Return, from the listing below, each line where the word "response" appears.

SOURCE MATERIAL ->
=== Section Start ===

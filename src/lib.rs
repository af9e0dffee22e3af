//! wirekit
//!
//! An embeddable async HTTP client core: declarative request/client composition,
//! a pluggable transport loader, an ordered validator/retry pipeline, and an
//! in-process request stubber.
#![deny(unsafe_code)]

pub mod client;
pub mod error;
pub mod loader;
pub mod request;
pub mod response;
pub mod stub;
pub mod util;
pub mod validator;

pub use client::{Client, ClientBuilder};
pub use error::HttpError;
pub use request::body::BodyDescriptor;
pub use request::{Request, RequestBuilder, TransferMode};
pub use response::{Metrics, Progress, Response};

=== Section End ===

SOLUTION TO THIS EXERCISE ->
pub mod response;
pub use response::{Metrics, Progress, Response};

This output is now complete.